Mr. Bacharach worked with several lyricists throughout the years and even composed some of his own lyrics. But his main partner was Mr. David, a seven-year-old he met at a music publisher's office in 1957. The team's artistic compatibility was cemented in 1962, with the singles they composed and produced for Dionne Warwick, a remarkable young gospel-trained vocalist from East Orange, New Jersey.
Mr. Bacharach met Ms. Warwick during a recording session for the Drifters that included "Mexican Divorce" and "Please Stay," two songs he composed with lyricist Bob Hilliard. Mr. Bacharach recognized he had found the uncommon vocalist with the technical prowess to traverse his rangy, furiously demanding melodies, with their hard time signatures and lengthy asymmetrical phrases, when he heard Ms. Warwick, a backing singer.
Mr.
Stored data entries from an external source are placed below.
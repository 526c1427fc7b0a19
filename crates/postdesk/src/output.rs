//! Output formatting: table, JSON, YAML, plain.
//!
//! Table uses `tabled`, structured formats go through serde, and plain
//! emits one identifier per line.

use std::io::{self, IsTerminal, Write};

use owo_colors::OwoColorize;
use tabled::{Table, Tabled, settings::Style};

use crate::cli::{ColorMode, OutputFormat};
use crate::error::CliError;

/// Whether color codes should be emitted.
pub fn should_color(mode: &ColorMode) -> bool {
    match mode {
        ColorMode::Always => true,
        ColorMode::Never => false,
        ColorMode::Auto => io::stdout().is_terminal() && std::env::var("NO_COLOR").is_err(),
    }
}

/// "published" in green or "draft" in yellow.
pub fn status_label(is_published: bool, color: bool) -> String {
    match (is_published, color) {
        (true, true) => "published".green().to_string(),
        (false, true) => "draft".yellow().to_string(),
        (true, false) => "published".into(),
        (false, false) => "draft".into(),
    }
}

// ── Render dispatchers ───────────────────────────────────────────────

/// Render a list of items in the chosen format.
///
/// `to_row` builds the table row, `id_fn` the plain-mode line.
pub fn render_list<T, R>(
    format: &OutputFormat,
    data: &[T],
    to_row: impl Fn(&T) -> R,
    id_fn: impl Fn(&T) -> String,
) -> Result<String, CliError>
where
    T: serde::Serialize,
    R: Tabled,
{
    Ok(match format {
        OutputFormat::Table => {
            let rows: Vec<R> = data.iter().map(to_row).collect();
            Table::new(rows).with(Style::rounded()).to_string()
        }
        OutputFormat::Json => serde_json::to_string_pretty(data)?,
        OutputFormat::JsonCompact => serde_json::to_string(data)?,
        OutputFormat::Yaml => serde_yaml::to_string(data)?,
        OutputFormat::Plain => data.iter().map(id_fn).collect::<Vec<_>>().join("\n"),
    })
}

/// Render one item. Table mode uses the pre-formatted `detail_fn` view.
pub fn render_single<T>(
    format: &OutputFormat,
    data: &T,
    detail_fn: impl Fn(&T) -> String,
    id_fn: impl Fn(&T) -> String,
) -> Result<String, CliError>
where
    T: serde::Serialize + ?Sized,
{
    Ok(match format {
        OutputFormat::Table => detail_fn(data),
        OutputFormat::Json => serde_json::to_string_pretty(data)?,
        OutputFormat::JsonCompact => serde_json::to_string(data)?,
        OutputFormat::Yaml => serde_yaml::to_string(data)?,
        OutputFormat::Plain => id_fn(data),
    })
}

/// Print to stdout unless quiet or empty.
pub fn print_output(output: &str, quiet: bool) {
    if quiet || output.is_empty() {
        return;
    }
    let mut stdout = io::stdout().lock();
    let _ = writeln!(stdout, "{output}");
}

/// Trim `text` to `max` characters, marking the cut with an ellipsis.
pub fn truncate(text: &str, max: usize) -> String {
    if text.chars().count() <= max {
        return text.to_owned();
    }
    let mut cut: String = text.chars().take(max.saturating_sub(1)).collect();
    cut.push('…');
    cut
}

#[cfg(test)]
#[allow(clippy::unwrap_used)]
mod tests {
    use serde::Serialize;

    use super::*;

    #[derive(Serialize)]
    struct Item {
        id: i64,
        name: &'static str,
    }

    #[derive(Tabled)]
    struct Row {
        #[tabled(rename = "ID")]
        id: i64,
    }

    fn items() -> Vec<Item> {
        vec![Item { id: 1, name: "a" }, Item { id: 2, name: "b" }]
    }

    #[test]
    fn plain_emits_one_id_per_line() {
        let out = render_list(&OutputFormat::Plain, &items(), |i| Row { id: i.id }, |i| i.id.to_string())
            .unwrap();
        assert_eq!(out, "1\n2");
    }

    #[test]
    fn compact_json_is_single_line() {
        let out = render_list(
            &OutputFormat::JsonCompact,
            &items(),
            |i| Row { id: i.id },
            |i| i.id.to_string(),
        )
        .unwrap();
        assert_eq!(out, r#"[{"id":1,"name":"a"},{"id":2,"name":"b"}]"#);
    }

    #[test]
    fn table_has_header() {
        let out = render_list(&OutputFormat::Table, &items(), |i| Row { id: i.id }, |i| i.id.to_string())
            .unwrap();
        assert!(out.contains("ID"));
    }

    #[test]
    fn truncate_marks_cut() {
        assert_eq!(truncate("hello", 10), "hello");
        assert_eq!(truncate("hello world", 6), "hello…");
    }

    #[test]
    fn status_label_without_color() {
        assert_eq!(status_label(true, false), "published");
        assert_eq!(status_label(false, false), "draft");
    }
}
Bacharach, Mr. David, and Ms. Warwick's artistic collaboration defined the voice of a youthful, passionate, on-the-go Everywoman brimming with amorous yearning and vulnerability. Their urbane sound was an immediate predecessor of the earthier Motown sound of the mid and late 1960s.
Mr. Bacharach and Mr. David worked at the Brill Building, the Midtown Manhattan music publishing powerhouse, and they are usually grouped in with the younger authors in the so-called Brill Building school of adolescent pop, such as Carole King and Gerry Goffin or Barry Mann and Cynthia Weil. However, they seldom wrote directly for the adolescent market. Their more complex melodies were more in the vein of Cole Porter, and Mr. Bacharach's love of Brazilian rhythms reminded him of charming Porter favourites like "Begin the Beguine."
Mr. Bacharach's success went beyond the Top 40. He received two Academy Awards for best song: "Raindrops Keep Fallin' on My Head," written with Mr. David in 1970, and "Arthur's Theme (Best That You Can Do)," written with Peter Allen, Carole Bayer Sager, and Christopher Cross in 1982. His original soundtrack for the 1969 film "Butch Cassidy and the Sundance Kid," which contained "Raindrops," a No. 1 song for B.J. Thomas, received an Oscar for best original score for a nonmusical motion picture. In December 1968, the Bacharach-David combination took Broadway by storm with "Promises, Promises."